[Saved data entries]
====================
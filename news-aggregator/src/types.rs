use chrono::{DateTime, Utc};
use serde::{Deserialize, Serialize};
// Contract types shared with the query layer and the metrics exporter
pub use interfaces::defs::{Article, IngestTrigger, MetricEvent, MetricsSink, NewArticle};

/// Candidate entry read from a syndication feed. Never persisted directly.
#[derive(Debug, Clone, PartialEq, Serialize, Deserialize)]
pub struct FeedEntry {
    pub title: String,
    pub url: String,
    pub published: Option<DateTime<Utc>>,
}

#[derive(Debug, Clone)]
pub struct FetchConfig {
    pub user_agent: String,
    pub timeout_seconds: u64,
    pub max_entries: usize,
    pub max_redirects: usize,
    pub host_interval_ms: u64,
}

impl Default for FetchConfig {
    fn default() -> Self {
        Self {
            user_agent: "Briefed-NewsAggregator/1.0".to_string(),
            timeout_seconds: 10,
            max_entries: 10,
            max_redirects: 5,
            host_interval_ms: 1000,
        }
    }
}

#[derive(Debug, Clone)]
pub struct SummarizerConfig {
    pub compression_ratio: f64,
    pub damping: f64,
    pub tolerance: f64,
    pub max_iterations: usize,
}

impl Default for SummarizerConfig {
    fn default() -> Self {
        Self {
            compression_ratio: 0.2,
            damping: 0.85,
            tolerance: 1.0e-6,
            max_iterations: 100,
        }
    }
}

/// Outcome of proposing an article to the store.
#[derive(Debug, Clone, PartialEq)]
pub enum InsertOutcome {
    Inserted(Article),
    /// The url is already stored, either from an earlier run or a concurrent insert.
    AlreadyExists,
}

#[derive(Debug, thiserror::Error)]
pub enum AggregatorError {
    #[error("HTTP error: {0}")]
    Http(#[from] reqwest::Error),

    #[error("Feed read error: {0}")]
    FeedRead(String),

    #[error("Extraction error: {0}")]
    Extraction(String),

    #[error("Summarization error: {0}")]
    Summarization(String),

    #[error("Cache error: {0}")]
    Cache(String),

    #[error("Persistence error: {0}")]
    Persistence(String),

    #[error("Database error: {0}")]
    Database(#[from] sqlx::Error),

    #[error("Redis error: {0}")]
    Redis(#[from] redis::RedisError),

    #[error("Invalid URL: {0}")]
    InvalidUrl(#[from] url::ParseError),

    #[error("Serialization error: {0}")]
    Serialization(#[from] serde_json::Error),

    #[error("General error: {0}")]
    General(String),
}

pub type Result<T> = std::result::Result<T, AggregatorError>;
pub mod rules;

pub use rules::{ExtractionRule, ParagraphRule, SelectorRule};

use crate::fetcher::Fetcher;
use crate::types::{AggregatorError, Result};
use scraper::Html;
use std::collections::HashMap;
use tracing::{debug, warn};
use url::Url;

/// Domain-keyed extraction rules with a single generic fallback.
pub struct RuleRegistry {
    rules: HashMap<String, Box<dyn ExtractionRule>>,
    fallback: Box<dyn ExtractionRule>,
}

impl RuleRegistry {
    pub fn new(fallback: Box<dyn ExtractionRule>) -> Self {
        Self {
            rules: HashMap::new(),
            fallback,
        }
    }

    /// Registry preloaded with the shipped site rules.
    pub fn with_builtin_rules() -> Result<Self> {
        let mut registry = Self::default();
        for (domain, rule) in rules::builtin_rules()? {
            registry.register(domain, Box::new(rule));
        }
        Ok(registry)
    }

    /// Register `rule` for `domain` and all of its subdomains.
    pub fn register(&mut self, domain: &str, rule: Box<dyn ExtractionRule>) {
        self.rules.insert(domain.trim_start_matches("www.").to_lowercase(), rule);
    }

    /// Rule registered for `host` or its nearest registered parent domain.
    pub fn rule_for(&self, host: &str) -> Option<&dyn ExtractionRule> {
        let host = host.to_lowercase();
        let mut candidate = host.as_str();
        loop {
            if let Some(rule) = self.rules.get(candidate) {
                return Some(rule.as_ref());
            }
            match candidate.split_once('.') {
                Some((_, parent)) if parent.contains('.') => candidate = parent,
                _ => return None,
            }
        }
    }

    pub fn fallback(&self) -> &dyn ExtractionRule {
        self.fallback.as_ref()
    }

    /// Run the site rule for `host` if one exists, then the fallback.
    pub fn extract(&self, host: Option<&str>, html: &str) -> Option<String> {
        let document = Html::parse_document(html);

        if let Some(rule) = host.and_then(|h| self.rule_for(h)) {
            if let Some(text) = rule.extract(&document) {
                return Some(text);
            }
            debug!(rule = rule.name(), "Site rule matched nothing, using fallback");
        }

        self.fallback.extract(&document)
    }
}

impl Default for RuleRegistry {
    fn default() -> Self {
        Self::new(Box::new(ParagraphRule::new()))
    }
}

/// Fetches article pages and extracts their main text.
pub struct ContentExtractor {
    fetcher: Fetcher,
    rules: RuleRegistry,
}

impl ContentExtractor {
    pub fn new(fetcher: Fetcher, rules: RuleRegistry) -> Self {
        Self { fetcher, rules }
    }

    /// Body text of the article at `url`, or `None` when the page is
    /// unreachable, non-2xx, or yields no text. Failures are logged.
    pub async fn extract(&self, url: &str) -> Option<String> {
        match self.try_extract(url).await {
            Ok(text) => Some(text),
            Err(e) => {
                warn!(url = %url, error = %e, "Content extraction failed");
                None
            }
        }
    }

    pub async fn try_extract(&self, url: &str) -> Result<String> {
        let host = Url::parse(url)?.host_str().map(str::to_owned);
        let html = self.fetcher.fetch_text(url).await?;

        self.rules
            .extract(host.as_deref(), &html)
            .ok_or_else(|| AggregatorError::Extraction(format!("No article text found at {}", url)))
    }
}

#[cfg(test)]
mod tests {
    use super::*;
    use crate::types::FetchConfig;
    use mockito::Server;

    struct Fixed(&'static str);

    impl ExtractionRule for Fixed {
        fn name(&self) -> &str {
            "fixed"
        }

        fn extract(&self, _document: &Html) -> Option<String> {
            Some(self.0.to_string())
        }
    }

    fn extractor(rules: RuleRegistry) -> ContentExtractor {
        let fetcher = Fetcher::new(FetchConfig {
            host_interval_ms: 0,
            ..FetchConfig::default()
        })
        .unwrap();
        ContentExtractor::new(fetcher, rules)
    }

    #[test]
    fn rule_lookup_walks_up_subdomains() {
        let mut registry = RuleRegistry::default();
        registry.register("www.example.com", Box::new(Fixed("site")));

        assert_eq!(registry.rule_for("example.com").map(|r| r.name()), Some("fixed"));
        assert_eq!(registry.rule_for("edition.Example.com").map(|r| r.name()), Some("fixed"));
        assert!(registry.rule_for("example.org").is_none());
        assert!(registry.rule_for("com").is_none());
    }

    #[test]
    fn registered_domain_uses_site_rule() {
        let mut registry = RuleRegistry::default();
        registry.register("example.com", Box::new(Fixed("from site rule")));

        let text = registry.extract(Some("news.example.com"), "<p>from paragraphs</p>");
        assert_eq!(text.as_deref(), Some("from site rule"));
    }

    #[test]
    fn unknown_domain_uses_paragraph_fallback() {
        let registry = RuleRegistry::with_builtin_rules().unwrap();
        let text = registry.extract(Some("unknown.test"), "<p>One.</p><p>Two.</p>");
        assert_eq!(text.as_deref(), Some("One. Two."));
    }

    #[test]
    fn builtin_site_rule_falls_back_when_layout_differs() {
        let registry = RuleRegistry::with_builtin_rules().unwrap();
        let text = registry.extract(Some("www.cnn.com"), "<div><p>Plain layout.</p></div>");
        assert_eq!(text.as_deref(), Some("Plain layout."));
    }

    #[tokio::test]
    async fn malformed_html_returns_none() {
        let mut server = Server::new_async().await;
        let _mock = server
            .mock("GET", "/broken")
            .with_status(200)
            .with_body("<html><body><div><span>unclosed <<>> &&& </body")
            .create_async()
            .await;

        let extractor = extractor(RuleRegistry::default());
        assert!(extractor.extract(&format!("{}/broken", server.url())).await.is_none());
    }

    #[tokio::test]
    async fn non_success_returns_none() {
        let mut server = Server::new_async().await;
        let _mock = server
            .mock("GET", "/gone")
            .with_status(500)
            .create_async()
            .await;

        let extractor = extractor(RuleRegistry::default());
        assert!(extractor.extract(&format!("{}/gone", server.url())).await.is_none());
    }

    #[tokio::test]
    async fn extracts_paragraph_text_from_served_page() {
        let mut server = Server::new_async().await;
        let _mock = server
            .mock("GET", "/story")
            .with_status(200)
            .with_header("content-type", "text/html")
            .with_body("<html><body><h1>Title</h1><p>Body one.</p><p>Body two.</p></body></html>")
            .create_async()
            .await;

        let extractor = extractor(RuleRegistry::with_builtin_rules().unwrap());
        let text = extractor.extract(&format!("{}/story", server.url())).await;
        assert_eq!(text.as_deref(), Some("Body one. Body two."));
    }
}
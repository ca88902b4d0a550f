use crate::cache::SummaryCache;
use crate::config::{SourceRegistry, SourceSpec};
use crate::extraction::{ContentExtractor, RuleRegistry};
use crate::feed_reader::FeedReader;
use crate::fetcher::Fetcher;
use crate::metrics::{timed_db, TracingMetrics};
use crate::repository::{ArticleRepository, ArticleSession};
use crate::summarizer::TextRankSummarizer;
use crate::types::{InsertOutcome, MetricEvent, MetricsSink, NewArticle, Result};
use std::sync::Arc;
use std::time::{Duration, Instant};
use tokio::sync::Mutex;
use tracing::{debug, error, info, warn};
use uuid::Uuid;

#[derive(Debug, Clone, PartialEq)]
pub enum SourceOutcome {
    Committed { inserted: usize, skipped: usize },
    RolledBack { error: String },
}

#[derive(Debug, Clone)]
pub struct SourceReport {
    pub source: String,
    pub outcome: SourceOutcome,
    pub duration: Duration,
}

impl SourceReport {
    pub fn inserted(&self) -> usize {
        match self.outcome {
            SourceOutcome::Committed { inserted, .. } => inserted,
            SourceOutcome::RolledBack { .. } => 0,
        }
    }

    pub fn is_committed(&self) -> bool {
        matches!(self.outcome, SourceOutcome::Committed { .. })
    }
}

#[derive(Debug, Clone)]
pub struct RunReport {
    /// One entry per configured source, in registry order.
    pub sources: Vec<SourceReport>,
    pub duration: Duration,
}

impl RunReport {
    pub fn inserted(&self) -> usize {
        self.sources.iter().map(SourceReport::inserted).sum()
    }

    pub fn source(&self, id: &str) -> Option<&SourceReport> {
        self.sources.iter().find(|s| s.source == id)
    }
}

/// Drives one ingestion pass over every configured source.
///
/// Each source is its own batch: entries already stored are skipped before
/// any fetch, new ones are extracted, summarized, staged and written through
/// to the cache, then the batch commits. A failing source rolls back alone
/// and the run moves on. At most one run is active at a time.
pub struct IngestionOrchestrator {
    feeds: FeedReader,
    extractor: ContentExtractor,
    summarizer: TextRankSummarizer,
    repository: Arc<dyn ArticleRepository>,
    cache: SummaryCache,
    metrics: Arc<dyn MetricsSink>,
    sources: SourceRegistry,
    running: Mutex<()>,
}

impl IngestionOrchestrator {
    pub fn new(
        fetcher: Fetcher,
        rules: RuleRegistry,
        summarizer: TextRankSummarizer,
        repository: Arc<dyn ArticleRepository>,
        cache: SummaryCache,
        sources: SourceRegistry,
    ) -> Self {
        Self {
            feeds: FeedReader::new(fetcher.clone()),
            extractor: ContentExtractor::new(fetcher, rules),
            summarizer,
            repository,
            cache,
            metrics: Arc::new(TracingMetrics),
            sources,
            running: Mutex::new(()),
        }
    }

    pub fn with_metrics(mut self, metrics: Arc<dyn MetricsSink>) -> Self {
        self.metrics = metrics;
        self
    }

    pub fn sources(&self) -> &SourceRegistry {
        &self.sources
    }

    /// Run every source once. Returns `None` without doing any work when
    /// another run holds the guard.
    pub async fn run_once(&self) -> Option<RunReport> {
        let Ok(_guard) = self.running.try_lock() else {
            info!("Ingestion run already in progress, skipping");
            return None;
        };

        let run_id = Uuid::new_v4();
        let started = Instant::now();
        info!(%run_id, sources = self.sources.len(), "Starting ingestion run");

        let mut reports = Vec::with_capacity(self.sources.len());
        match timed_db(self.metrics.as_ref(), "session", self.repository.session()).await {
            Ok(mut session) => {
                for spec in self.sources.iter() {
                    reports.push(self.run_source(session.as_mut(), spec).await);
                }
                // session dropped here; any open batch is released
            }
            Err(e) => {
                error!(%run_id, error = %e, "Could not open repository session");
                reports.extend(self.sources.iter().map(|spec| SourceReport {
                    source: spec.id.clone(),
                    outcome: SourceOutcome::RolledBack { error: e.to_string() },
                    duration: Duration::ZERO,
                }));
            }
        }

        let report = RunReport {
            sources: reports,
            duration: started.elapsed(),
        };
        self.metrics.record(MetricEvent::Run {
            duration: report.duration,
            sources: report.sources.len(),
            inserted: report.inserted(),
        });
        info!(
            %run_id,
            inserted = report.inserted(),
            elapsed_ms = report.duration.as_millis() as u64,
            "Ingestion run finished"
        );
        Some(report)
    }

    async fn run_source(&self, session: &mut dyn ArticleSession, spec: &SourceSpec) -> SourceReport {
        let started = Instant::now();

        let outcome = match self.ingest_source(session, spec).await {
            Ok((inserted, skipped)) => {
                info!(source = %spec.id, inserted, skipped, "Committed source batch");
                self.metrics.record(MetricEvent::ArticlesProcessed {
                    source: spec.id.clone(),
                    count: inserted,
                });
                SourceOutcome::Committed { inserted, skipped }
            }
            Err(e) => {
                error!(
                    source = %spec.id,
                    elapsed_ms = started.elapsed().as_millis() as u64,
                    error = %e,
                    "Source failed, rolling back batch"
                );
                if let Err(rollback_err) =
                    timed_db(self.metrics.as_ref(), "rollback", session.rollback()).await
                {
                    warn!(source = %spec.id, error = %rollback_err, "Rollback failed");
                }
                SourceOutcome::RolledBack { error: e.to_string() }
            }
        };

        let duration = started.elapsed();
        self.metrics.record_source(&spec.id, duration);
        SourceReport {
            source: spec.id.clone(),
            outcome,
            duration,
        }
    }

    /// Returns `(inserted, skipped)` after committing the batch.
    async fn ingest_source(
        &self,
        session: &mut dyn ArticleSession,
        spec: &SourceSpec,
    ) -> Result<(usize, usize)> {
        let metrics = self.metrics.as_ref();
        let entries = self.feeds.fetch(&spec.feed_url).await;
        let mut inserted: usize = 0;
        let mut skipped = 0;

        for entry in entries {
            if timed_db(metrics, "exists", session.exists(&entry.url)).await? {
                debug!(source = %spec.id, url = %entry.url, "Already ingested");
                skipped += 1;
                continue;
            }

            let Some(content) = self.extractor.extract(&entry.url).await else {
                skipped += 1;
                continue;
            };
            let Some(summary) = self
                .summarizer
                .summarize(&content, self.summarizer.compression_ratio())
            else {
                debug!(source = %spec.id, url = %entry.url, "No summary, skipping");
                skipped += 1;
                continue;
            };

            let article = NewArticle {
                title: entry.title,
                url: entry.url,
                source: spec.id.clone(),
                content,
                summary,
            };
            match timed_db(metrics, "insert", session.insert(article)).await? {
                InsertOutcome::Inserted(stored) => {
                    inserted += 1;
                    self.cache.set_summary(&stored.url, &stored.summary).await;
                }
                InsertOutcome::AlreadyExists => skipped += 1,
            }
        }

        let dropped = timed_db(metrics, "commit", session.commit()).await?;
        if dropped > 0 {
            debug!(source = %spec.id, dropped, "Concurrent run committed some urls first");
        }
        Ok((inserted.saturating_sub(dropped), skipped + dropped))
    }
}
====================
* Directions:
Copy each line above holding "Mutex".

* Answer for this exercise:
use tokio::sync::Mutex;
    running: Mutex<()>,
            running: Mutex::new(()),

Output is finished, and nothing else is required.